Excerpts from a dataset:
================================
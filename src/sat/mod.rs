/*!
The propositional core: a CDCL engine operating over `IntLit`s, oblivious to the theory atoms
those literals abstract.

State and operations follow `spec.md` §4.3 (`SATCore`): a clause database, an implication graph,
the live assignment, the current decision level, and two BCP work queues (`pending_literals`,
pending clauses re-derived from them on demand rather than stored redundantly — see
[`bcp_step`](SatCore::bcp_step)).
*/

mod analysis;
mod bcp;
mod decision;

use std::collections::{HashSet, VecDeque};

use log::debug;

use crate::db::implication_graph::{Antecedent, CONFLICT_VAR};
use crate::db::{ClauseDb, ImplicationGraph};
use crate::misc::log::targets;
use crate::structures::clause::ClauseStatus;
use crate::structures::literal::IntLit;

/// The result of a single `deduce` or `bcp_step` call.
#[derive(Clone, Copy, Debug, Eq, PartialEq)]
pub enum StepResult {
    Sat,
    Undecided,
    Conflict,
}

pub struct SatCore {
    clauses: ClauseDb,
    graph: ImplicationGraph,
    assignment: HashSet<IntLit>,
    level: u32,
    pending_literals: VecDeque<IntLit>,
    pending_clauses: VecDeque<usize>,
}

impl SatCore {
    pub fn new() -> Self {
        SatCore {
            clauses: ClauseDb::new(),
            graph: ImplicationGraph::new(),
            assignment: HashSet::new(),
            level: 0,
            pending_literals: VecDeque::new(),
            pending_clauses: VecDeque::new(),
        }
    }

    pub fn level(&self) -> u32 {
        self.level
    }

    pub fn assignment(&self) -> &HashSet<IntLit> {
        &self.assignment
    }

    pub fn clause_db(&self) -> &ClauseDb {
        &self.clauses
    }

    pub fn is_assigned(&self, lit: IntLit) -> bool {
        self.assignment.contains(&lit) || self.assignment.contains(&-lit)
    }

    /// Appends a clause built from `literals`, evaluated against the live assignment. Returns
    /// the new clause's stable index, or `None` if the clause was discarded as trivially true.
    pub fn add_clause(&mut self, literals: impl IntoIterator<Item = IntLit>) -> Option<usize> {
        self.clauses.add_clause(literals, &self.assignment)
    }

    /// Starts a new decision level by assigning `lit` as a decision.
    pub fn decide_literal(&mut self, lit: IntLit) {
        self.level += 1;
        self.assign_literal(lit, Antecedent::Decision);
    }

    /// Inserts `ℓ` into the assignment at the current level, records it in the implication
    /// graph, clears every clause it satisfies from `unsat_clauses`, and queues it for BCP.
    pub fn assign_literal(&mut self, lit: IntLit, antecedent: Antecedent) {
        self.assignment.insert(lit);
        self.graph.add_node(lit, self.level, antecedent);
        for &idx in self.clauses.containing(lit).to_vec().iter() {
            self.clauses.mark_sat(idx);
        }
        self.pending_literals.push_back(lit);
    }

    /// Removes `ℓ` from the assignment. `unsat_clauses` is left stale until the caller restores
    /// it (`backjump` does this once, in bulk, via `ClauseDb::refresh_unsat`, rather than
    /// re-evaluating clause-by-clause after every single literal).
    pub fn unassign_literal(&mut self, lit: IntLit) {
        self.assignment.remove(&lit);
    }

    /// Implements `deduce` from `spec.md` §4.3: if the clause is already satisfied, `Sat` with
    /// no suggestion. Otherwise asks the clause for up to two unassigned literals: zero means a
    /// conflict (the `CONFLICT_ID` node is attached with this clause as antecedent), one means a
    /// forced unit literal, two means the clause stays undecided with those installed as
    /// watches.
    pub fn deduce(&mut self, clause_idx: usize) -> (StepResult, Option<IntLit>) {
        if self.clauses.clause(clause_idx).evaluate(&self.assignment) == ClauseStatus::Sat {
            return (StepResult::Sat, None);
        }
        let suggested = self.clauses.clause(clause_idx).suggest_watch_literals(&self.assignment);
        match suggested.as_slice() {
            [] => {
                self.graph.add_conflict(self.level, clause_idx);
                (StepResult::Conflict, None)
            }
            [single] => (StepResult::Undecided, Some(*single)),
            [a, b, ..] => {
                let old = self.clauses.clause(clause_idx).watches();
                if let Some(o) = old[0] {
                    self.clauses.rewatch(clause_idx, o, *a);
                }
                if let Some(o) = old[1] {
                    self.clauses.rewatch(clause_idx, o, *b);
                }
                (StepResult::Undecided, None)
            }
        }
    }

    pub fn conflicting_clause(&self) -> Option<usize> {
        match self.graph.node(CONFLICT_VAR)?.antecedent {
            Antecedent::Clause(idx) => Some(idx),
            Antecedent::Decision => None,
        }
    }

    /// Unassigns every literal above `target_level`, lowers `d_level` to match, and prunes the
    /// implication graph accordingly. Also clears any queued-but-unprocessed BCP work, since it
    /// referred to an assignment that no longer holds.
    pub fn backjump(&mut self, target_level: u32) {
        debug!(target: targets::BACKJUMP, "backjumping from level {} to {target_level}", self.level);
        while self.level > target_level {
            let vars: Vec<u32> = self.graph.vars_at_level(self.level).to_vec();
            for var in vars {
                if let Some(node) = self.graph.node(var) {
                    let lit = node.literal;
                    self.unassign_literal(lit);
                }
            }
            self.level -= 1;
        }
        self.graph.backjump(target_level);
        self.clauses.refresh_unsat(&self.assignment);
        self.pending_literals.clear();
        self.pending_clauses.clear();
    }
}

impl Default for SatCore {
    fn default() -> Self {
        Self::new()
    }
}

pub use analysis::resolve_conflict;
pub use bcp::bcp_step;
pub use decision::decide;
================================
[What you have to do] Report how many lines of the entries above contain the word "HashSet", giving the number by itself.

[Exercise output] 4